Os ecrãs dos cockpits dos automóveis há muito que deixaram de estar limitados ao conta rotações, aos ponteiros do combustível ou à luz do óleo. Cada vez maiores, menos analógicos e mais personalizáveis, o mercado global dos displays está em claro crescimento, sendo que a Global Market Insights prevê que até 2025 o valor do mercado chegue aos 26,7 mil milhões de dólares e é um segmento que a alemã Bosch quer explorar, entrando numa outra dimensão: o recurso à tecnologia 3D passiva, que funciona sem qualquer recurso adicional, sejam eles óculos 3D ou rastreamento ocular.

A empresa acredita que nos cockpits do futuro, os monitores digitais terão um papel fundamental na interação entre motoristas e veículos. Segundo refere a empresa em comunicado, estes produtos utilizam tecnologia 3D passiva para gerar um efeito tridimensional realista que permite que a informação visual seja captada mais rapidamente do que quando exibida em displays convencionais. Ou seja, segundo a fabricante, os alertas que parecem saltar do ecrã são mais óbvios e urgentes, dando ainda um realismo adicional às imagens da câmara de visão traseira quando se pretende estacionar, detetando obstáculos mais cedo.

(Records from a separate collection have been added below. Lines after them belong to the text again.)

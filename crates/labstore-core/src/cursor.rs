//! Ordered cursor over one bucket.
//!
//! Fields and child buckets live in two sorted maps with disjoint keys; the
//! cursor walks them as one sequence in byte order. A child bucket is
//! reported with a `None` value, a field with `Some(bytes)` (possibly empty).
//!
//! The cursor borrows the transaction's tree, so positioning is O(log n)
//! per step and nothing is copied.

use std::ops::Bound;

use crate::bucket::Node;

/// `(key, value)`; value is `None` for a child bucket.
pub type Entry<'tx> = (&'tx [u8], Option<&'tx [u8]>);

pub struct Cursor<'tx> {
    node: &'tx Node,
    /// Key of the entry the cursor sits on
    position: Option<&'tx [u8]>,
}

impl<'tx> Cursor<'tx> {
    pub(crate) fn new(node: &'tx Node) -> Self {
        Self {
            node,
            position: None,
        }
    }

    /// Smallest entry whose key is above `lower`.
    fn lowest(&self, lower: Bound<&[u8]>) -> Option<Entry<'tx>> {
        let node: &'tx Node = self.node;
        let field = node
            .fields
            .range::<[u8], _>((lower, Bound::Unbounded))
            .next()
            .map(|(k, v)| (k.as_slice(), Some(v.as_slice())));
        let child = node
            .children
            .range::<[u8], _>((lower, Bound::Unbounded))
            .next()
            .map(|(k, _)| (k.as_slice(), None));
        match (field, child) {
            (Some(f), Some(c)) => Some(if f.0 < c.0 { f } else { c }),
            (f, c) => f.or(c),
        }
    }

    /// Largest entry whose key is below `upper`.
    fn highest(&self, upper: Bound<&[u8]>) -> Option<Entry<'tx>> {
        let node: &'tx Node = self.node;
        let field = node
            .fields
            .range::<[u8], _>((Bound::Unbounded, upper))
            .next_back()
            .map(|(k, v)| (k.as_slice(), Some(v.as_slice())));
        let child = node
            .children
            .range::<[u8], _>((Bound::Unbounded, upper))
            .next_back()
            .map(|(k, _)| (k.as_slice(), None));
        match (field, child) {
            (Some(f), Some(c)) => Some(if f.0 > c.0 { f } else { c }),
            (f, c) => f.or(c),
        }
    }

    fn settle(&mut self, entry: Option<Entry<'tx>>) -> Option<Entry<'tx>> {
        if let Some((key, _)) = entry {
            self.position = Some(key);
        }
        entry
    }

    pub fn first(&mut self) -> Option<Entry<'tx>> {
        let entry = self.lowest(Bound::Unbounded);
        self.position = None;
        self.settle(entry)
    }

    pub fn last(&mut self) -> Option<Entry<'tx>> {
        let entry = self.highest(Bound::Unbounded);
        self.position = None;
        self.settle(entry)
    }

    /// Step forward. From an unpositioned cursor this is `first`. At the
    /// end the cursor stays on the last entry and returns `None`.
    pub fn next(&mut self) -> Option<Entry<'tx>> {
        let entry = match self.position {
            Some(pos) => self.lowest(Bound::Excluded(pos)),
            None => return self.first(),
        };
        self.settle(entry)
    }

    /// Step backward. From an unpositioned cursor this is `last`.
    pub fn prev(&mut self) -> Option<Entry<'tx>> {
        let entry = match self.position {
            Some(pos) => self.highest(Bound::Excluded(pos)),
            None => return self.last(),
        };
        self.settle(entry)
    }

    /// Position on the first entry with key >= `key`.
    pub fn seek(&mut self, key: &[u8]) -> Option<Entry<'tx>> {
        let entry = self.lowest(Bound::Included(key));
        self.settle(entry)
    }

    /// Entry under the cursor.
    pub fn current(&self) -> Option<Entry<'tx>> {
        let pos = self.position?;
        self.lowest(Bound::Included(pos)).filter(|(key, _)| *key == pos)
    }
}

impl std::fmt::Debug for Cursor<'_> {
    fn fmt(&self, f: &mut std::fmt::Formatter<'_>) -> std::fmt::Result {
        f.debug_struct("Cursor")
            .field("fields", &self.node.fields.len())
            .field("buckets", &self.node.children.len())
            .field("position", &self.position)
            .finish()
    }
}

Segundo o presidente da Bosch Car Multimédia, Dr. Steffen Berns o uso desta tecnologia “(…) significa que os motoristas podem captar informações visuais importantes mais rapidamente, seja a partir de um sistema de assistência ou de um alerta de congestionamento. Alertas que parecem saltar do ecrã são muito mais óbvios e urgentes.” O executivo salienta também que "os monitores estão cada vez mais a tornarem-se sistemas interativos que podem antecipar melhor as necessidades individuais dos motoristas."

Esta aposta da marca alemã surge depois de já ter sido responsável pelo primeiro display curvo lançado em 2018 no VW Touareg.